TASK REQUIREMENTS =>
When responding, copy every record below exactly as it appears.

SUPPLIED MATERIAL =>
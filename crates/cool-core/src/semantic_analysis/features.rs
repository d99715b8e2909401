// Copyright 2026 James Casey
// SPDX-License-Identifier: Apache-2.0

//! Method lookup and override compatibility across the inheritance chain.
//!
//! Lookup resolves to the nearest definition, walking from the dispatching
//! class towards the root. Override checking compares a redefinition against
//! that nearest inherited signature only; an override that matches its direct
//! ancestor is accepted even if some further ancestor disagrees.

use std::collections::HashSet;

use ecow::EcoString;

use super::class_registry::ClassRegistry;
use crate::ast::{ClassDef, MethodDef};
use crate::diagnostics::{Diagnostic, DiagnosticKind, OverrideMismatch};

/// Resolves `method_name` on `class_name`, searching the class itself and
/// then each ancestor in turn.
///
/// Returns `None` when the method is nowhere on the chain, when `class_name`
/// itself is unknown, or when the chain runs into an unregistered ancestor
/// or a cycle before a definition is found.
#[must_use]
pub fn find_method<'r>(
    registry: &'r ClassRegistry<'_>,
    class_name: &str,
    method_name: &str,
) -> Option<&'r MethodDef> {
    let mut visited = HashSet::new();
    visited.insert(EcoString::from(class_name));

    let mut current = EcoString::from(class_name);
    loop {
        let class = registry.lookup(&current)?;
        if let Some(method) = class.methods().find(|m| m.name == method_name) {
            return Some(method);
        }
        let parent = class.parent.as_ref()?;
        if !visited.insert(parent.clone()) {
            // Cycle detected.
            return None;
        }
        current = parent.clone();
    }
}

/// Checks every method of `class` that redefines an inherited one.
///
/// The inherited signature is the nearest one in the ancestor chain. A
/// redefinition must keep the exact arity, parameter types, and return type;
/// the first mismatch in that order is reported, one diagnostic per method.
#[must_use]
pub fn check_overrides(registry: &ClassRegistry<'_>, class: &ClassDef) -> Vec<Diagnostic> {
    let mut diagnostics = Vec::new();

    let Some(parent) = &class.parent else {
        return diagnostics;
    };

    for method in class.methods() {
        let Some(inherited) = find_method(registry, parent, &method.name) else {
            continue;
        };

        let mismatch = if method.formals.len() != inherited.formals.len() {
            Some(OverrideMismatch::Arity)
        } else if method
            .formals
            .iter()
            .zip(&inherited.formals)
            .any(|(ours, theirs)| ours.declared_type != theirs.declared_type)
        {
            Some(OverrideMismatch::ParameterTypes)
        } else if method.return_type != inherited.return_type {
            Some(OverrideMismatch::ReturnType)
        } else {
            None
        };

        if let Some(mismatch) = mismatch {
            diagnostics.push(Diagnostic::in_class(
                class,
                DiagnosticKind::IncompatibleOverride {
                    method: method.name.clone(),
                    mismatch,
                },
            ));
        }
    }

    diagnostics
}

RESULT OF THIS EXERCISE =>
filename crates/cool-core/src/semantic_analysis/features.rs
repository d99715b8e2909401
// Copyright 2026 James Casey
// SPDX-License-Identifier: Apache-2.0

//! Method lookup and override compatibility across the inheritance chain.
//!
//! Lookup resolves to the nearest definition, walking from the dispatching
//! class towards the root. Override checking compares a redefinition against
//! that nearest inherited signature only; an override that matches its direct
//! ancestor is accepted even if some further ancestor disagrees.

use std::collections::HashSet;

use ecow::EcoString;

use super::class_registry::ClassRegistry;
use crate::ast::{ClassDef, MethodDef};
use crate::diagnostics::{Diagnostic, DiagnosticKind, OverrideMismatch};

/// Resolves `method_name` on `class_name`, searching the class itself and
/// then each ancestor in turn.
///
/// Returns `None` when the method is nowhere on the chain, when `class_name`
/// itself is unknown, or when the chain runs into an unregistered ancestor
/// or a cycle before a definition is found.
#[must_use]
pub fn find_method<'r>(
    registry: &'r ClassRegistry<'_>,
    class_name: &str,
    method_name: &str,
) -> Option<&'r MethodDef> {
    let mut visited = HashSet::new();
    visited.insert(EcoString::from(class_name));

    let mut current = EcoString::from(class_name);
    loop {
        let class = registry.lookup(&current)?;
        if let Some(method) = class.methods().find(|m| m.name == method_name) {
            return Some(method);
        }
        let parent = class.parent.as_ref()?;
        if !visited.insert(parent.clone()) {
            // Cycle detected.
            return None;
        }
        current = parent.clone();
    }
}

/// Checks every method of `class` that redefines an inherited one.
///
/// The inherited signature is the nearest one in the ancestor chain. A
/// redefinition must keep the exact arity, parameter types, and return type;
/// the first mismatch in that order is reported, one diagnostic per method.
#[must_use]
pub fn check_overrides(registry: &ClassRegistry<'_>, class: &ClassDef) -> Vec<Diagnostic> {
    let mut diagnostics = Vec::new();

    let Some(parent) = &class.parent else {
        return diagnostics;
    };

    for method in class.methods() {
        let Some(inherited) = find_method(registry, parent, &method.name) else {
            continue;
        };

        let mismatch = if method.formals.len() != inherited.formals.len() {
            Some(OverrideMismatch::Arity)
        } else if method
            .formals
            .iter()
            .zip(&inherited.formals)
            .any(|(ours, theirs)| ours.declared_type != theirs.declared_type)
        {
            Some(OverrideMismatch::ParameterTypes)
        } else if method.return_type != inherited.return_type {
            Some(OverrideMismatch::ReturnType)
        } else {
            None
        };

        if let Some(mismatch) = mismatch {
            diagnostics.push(Diagnostic::in_class(
                class,
                DiagnosticKind::IncompatibleOverride {
                    method: method.name.clone(),
                    mismatch,
                },
            ));
        }
    }

    diagnostics
}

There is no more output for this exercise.